Assuming, no. of cubes = n, and the characters stored in each cube = generalised faces of each cube(as coined by OP) = f.

WORST CASE ANALYSIS :-

Starting from 0th cube to (n-1)th cube, the for-loop will iterate for cubeMatrix[cubeNumber].length times, which is equal to the number of characters stored in each cube = f times.

And, in each of the iteration of the for-loop, the actual recursive call in the case of cubeNumber 0 will be n-1 times, till it reaches the last cube number.

Hence, for each character entry in the cubeArray(f characters), we have to call all the cubes available(total n as per our assumption).

Hence, total number of times the code checks for finding a word = f ^ n.

In your terms, f = cubefaces = number of characters possible on the faces of your generalised cube;

and , n = total number of cubes available for your test.

It does depend on the frequency of characters which is reduced based upon the character in the word when the word length doesn't match with the number of cubes.In that case, the result will be false.

But, in those case where word length is equal to the number of cubes, in the worst case, the output will be independent of the word length.

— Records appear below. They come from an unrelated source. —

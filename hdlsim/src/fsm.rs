//! Finite state machine (Mealy machine).

use std::fmt;

use crate::*;

/// Finite state machine (Mealy machine).
///
/// The FSM function maps the inputs of the current cycle and the current state to the outputs of the current cycle
/// and the state of the next cycle.
pub struct Fsm<I, O, S: Signal> {
    /// Module name.
    module_name: String,
    /// FSM function.
    f: Box<dyn Fn(&I, &S) -> (O, S)>,
    /// Initial value of registers in the FSM.
    init: S,
    /// Current value of registers in the FSM.
    state: S,
}

impl<I, O, S: Signal> Fsm<I, O, S> {
    /// Creates a new FSM.
    pub fn new<F>(module_name: &str, f: F, init: S) -> Self
    where F: 'static + Fn(&I, &S) -> (O, S) {
        Self { module_name: module_name.to_string(), f: Box::new(f), state: init.clone(), init }
    }

    /// Module name.
    pub fn module_name(&self) -> &str { &self.module_name }

    /// Current value of registers.
    pub fn state(&self) -> &S { &self.state }
}

impl<I, O, S: Signal> fmt::Debug for Fsm<I, O, S> {
    fn fmt(&self, f: &mut fmt::Formatter<'_>) -> fmt::Result {
        f.debug_struct("Fsm")
            .field("module_name", &self.module_name)
            .field("init", &self.init)
            .field("state", &self.state)
            .finish()
    }
}

impl<I: Clone + fmt::Debug, O: Clone + fmt::Debug, S: Signal> Component for Fsm<I, O, S> {
    type Input = I;
    type Output = O;

    fn comb(&self, input: &I) -> O { (self.f)(input, &self.state).0 }

    fn tick(&mut self, input: &I, rst: bool) {
        if rst {
            self.state = self.init.clone();
            return;
        }

        let (_, next) = (self.f)(input, &self.state);
        log::trace!("{}: {:?} -> {:?}", self.module_name, self.state, next);
        self.state = next;
    }

    fn trace(&self, prefix: &str, tracer: &mut Tracer) {
        let prefix = Some(prefix.to_string()).filter(|p| !p.is_empty());
        let name = join_options("_", [prefix, Some(self.module_name.clone())]);
        tracer.probe(&name.unwrap_or_default(), &self.state);
    }
}
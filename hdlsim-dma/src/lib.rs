//! AXI DMA engine and triple buffer, simulated cycle by cycle.

// # Tries to deny all lints (`rustc -W help`).
#![deny(absolute_paths_not_starting_with_crate)]
#![deny(anonymous_parameters)]
#![deny(explicit_outlives_requirements)]
#![deny(keyword_idents)]
#![deny(macro_use_extern_crate)]
#![deny(missing_debug_implementations)]
#![deny(non_ascii_idents)]
#![deny(rust_2018_idioms)]
#![deny(unsafe_op_in_unsafe_fn)]
#![deny(unused_extern_crates)]
#![deny(unused_import_braces)]
//
#![deny(missing_docs)]
#![deny(rustdoc::broken_intra_doc_links)]
#![deny(rustdoc::private_intra_doc_links)]
#![deny(rustdoc::missing_crate_level_docs)]
#![deny(rustdoc::invalid_codeblock_attributes)]
#![deny(rustdoc::invalid_html_tags)]
#![deny(rustdoc::invalid_rust_codeblocks)]
#![deny(rustdoc::bare_urls)]
//
#![allow(clippy::needless_lifetimes)]
#![allow(clippy::type_complexity)]
#![allow(elided_lifetimes_in_paths)]

use hdlsim::*;
use hdlsim_std::*;

pub mod axi_dma;
pub mod config;
pub mod constants;
pub mod triple_buffer;

pub use axi_dma::*;
pub use config::*;
pub use triple_buffer::*;
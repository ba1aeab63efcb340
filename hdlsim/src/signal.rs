//! Bit-representable values.

use std::collections::VecDeque;
use std::fmt::Debug;

use crate::utils::{join_options, u128_to_bits};

/// Bit-representable values.
///
/// Every value carried on a port of a simulated component implements this trait, so that the tracer can record it as
/// a bit vector and name each of its channels.
pub trait Signal: 'static + Debug + Clone {
    /// Signal's bit width.
    ///
    /// # Note
    ///
    /// `Self::WIDTH` and `Self::port_decls().width()` should be equal.
    const WIDTH: usize;

    /// Bit representation, LSB first.
    fn transl(&self) -> Vec<bool>;

    /// Port names and bitwidths.
    ///
    /// A signal is represented by multiple channels combined. `port_decls` stores the name and width information of
    /// these combined channels.
    ///
    /// # Example
    ///
    /// Port declarations of `AxisValid<AxisBeat>` are as follows:
    ///
    /// ```ignore
    /// Struct([
    ///     (Some("tvalid"), Bits(1)),
    ///     (None, Struct([(Some("tdata"), Bits(128)), (Some("tuser"), Bits(64)), ...])),
    /// ])
    /// ```
    fn port_decls() -> PortDecls;
}

/// Port declarations.
#[derive(Debug, Clone, PartialEq, Eq)]
pub enum PortDecls {
    /// Collection of channels.
    Struct(Vec<(Option<String>, PortDecls)>),

    /// Single channel which contains its width.
    Bits(usize),
}

impl PortDecls {
    /// Width of `PortDecls`.
    pub fn width(&self) -> usize {
        match self {
            PortDecls::Struct(inner) => inner.iter().map(|(_, m)| m.width()).sum(),
            PortDecls::Bits(width) => *width,
        }
    }

    /// Iterator for `PortDecls`.
    ///
    /// # Note
    ///
    /// The iterator returns (name, width) for inner fields **ONLY** with nonzero width.
    /// This is to ignore meaningless unit types.
    pub fn iter(&self) -> PortDeclsIterator { self.into_iter() }

    /// Iterator for `PortDecls`, with every name prefixed by `prefix`.
    pub fn iter_with_prefix(&self, prefix: Option<String>) -> PortDeclsIterator {
        let mut iter_vec = vec![];

        match self {
            PortDecls::Struct(inner) => {
                for (name, member) in inner {
                    iter_vec.extend(member.iter_with_prefix(join_options("_", [prefix.clone(), name.clone()])).inner)
                }
            }
            PortDecls::Bits(width) => {
                if *width > 0 {
                    iter_vec.push((prefix, *width));
                }
            }
        }

        PortDeclsIterator { inner: iter_vec.into() }
    }
}

impl IntoIterator for &PortDecls {
    type IntoIter = PortDeclsIterator;
    type Item = (Option<String>, usize);

    fn into_iter(self) -> Self::IntoIter { self.iter_with_prefix(None) }
}

/// Iterator for `PortDecls`.
#[derive(Debug)]
pub struct PortDeclsIterator {
    inner: VecDeque<(Option<String>, usize)>,
}

impl Iterator for PortDeclsIterator {
    type Item = (Option<String>, usize);

    fn next(&mut self) -> Option<Self::Item> { self.inner.pop_front() }
}

impl Signal for () {
    const WIDTH: usize = 0;

    fn transl(&self) -> Vec<bool> { vec![] }

    fn port_decls() -> PortDecls { PortDecls::Bits(0) }
}

impl Signal for bool {
    const WIDTH: usize = 1;

    fn transl(&self) -> Vec<bool> { vec![*self] }

    fn port_decls() -> PortDecls { PortDecls::Bits(1) }
}

macro_rules! impl_signal {
    ($typ:ty) => {
        impl Signal for $typ {
            const WIDTH: usize = ::std::mem::size_of::<$typ>() * 8;

            fn transl(&self) -> Vec<bool> {
                u128_to_bits::<{ ::std::mem::size_of::<$typ>() * 8 }>(u128::from(*self)).to_vec()
            }

            fn port_decls() -> PortDecls { PortDecls::Bits(Self::WIDTH) }
        }
    };
}

impl_signal!(u8);
impl_signal!(u16);
impl_signal!(u32);
impl_signal!(u64);
impl_signal!(u128);

impl<V: Signal> Signal for Option<V> {
    const WIDTH: usize = 1 + V::WIDTH;

    fn transl(&self) -> Vec<bool> {
        match self {
            Some(v) => ::std::iter::once(true).chain(v.transl()).collect(),
            None => vec![false; Self::WIDTH],
        }
    }

    fn port_decls() -> PortDecls {
        PortDecls::Struct(vec![(Some("valid".to_string()), PortDecls::Bits(1)), (None, V::port_decls())])
    }
}

#[cfg(test)]
mod tests {
    use super::*;

    #[test]
    fn primitive() {
        assert_eq!(u8::WIDTH, 8);
        assert_eq!(0x81u8.transl(), vec![true, false, false, false, false, false, false, true]);
        assert_eq!(u128::port_decls().width(), 128);
        assert_eq!(().transl(), Vec::<bool>::new());
        assert_eq!(Some(3u8).transl().len(), 9);
        assert_eq!(None::<u8>.transl(), vec![false; 9]);
    }

    #[test]
    fn iter_skips_empty_channels() {
        let decls = PortDecls::Struct(vec![
            (Some("m_axis".to_string()), PortDecls::Struct(vec![(Some("tdata".to_string()), PortDecls::Bits(32))])),
            (Some("tuser".to_string()), PortDecls::Bits(0)),
            (None, PortDecls::Bits(1)),
        ]);
        assert_eq!(decls.width(), 33);
        assert_eq!(decls.iter().collect::<Vec<_>>(), vec![(Some("m_axis_tdata".to_string()), 32), (None, 1)]);
        assert_eq!(
            decls.iter_with_prefix(Some("dma".to_string())).collect::<Vec<_>>(),
            vec![(Some("dma_m_axis_tdata".to_string()), 32), (Some("dma".to_string()), 1)]
        );
    }
}
/// Core error types for Cirrus
use thiserror::Error;

/// Result type alias using `CirrusError`
pub type Result<T> = std::result::Result<T, CirrusError>;

/// Core error type for Cirrus
#[derive(Error, Debug)]
pub enum CirrusError {
    /// Audio processing or rendering errors
    #[error("Audio error: {0}")]
    Audio(String),

    /// Configuration errors
    #[error("Configuration error: {0}")]
    Config(String),

    /// Invalid input
    #[error("Invalid input: {0}")]
    InvalidInput(String),

    /// I/O errors
    #[error(transparent)]
    Io(#[from] std::io::Error),
}

impl CirrusError {
    /// Create an audio error
    pub fn audio(msg: impl Into<String>) -> Self {
        Self::Audio(msg.into())
    }

    /// Create a configuration error
    pub fn config(msg: impl Into<String>) -> Self {
        Self::Config(msg.into())
    }

    /// Create an invalid input error
    pub fn invalid_input(msg: impl Into<String>) -> Self {
        Self::InvalidInput(msg.into())
    }
}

Strictly, it will also depend on the number of characters of the word(as comparison with frequency will reduce several cases in calculation), but, in worst-case scenario, unfortunately, it doesn't depend on the number of characters in the word as we will be checking all the entries of characters in all of the available cubes to create the word.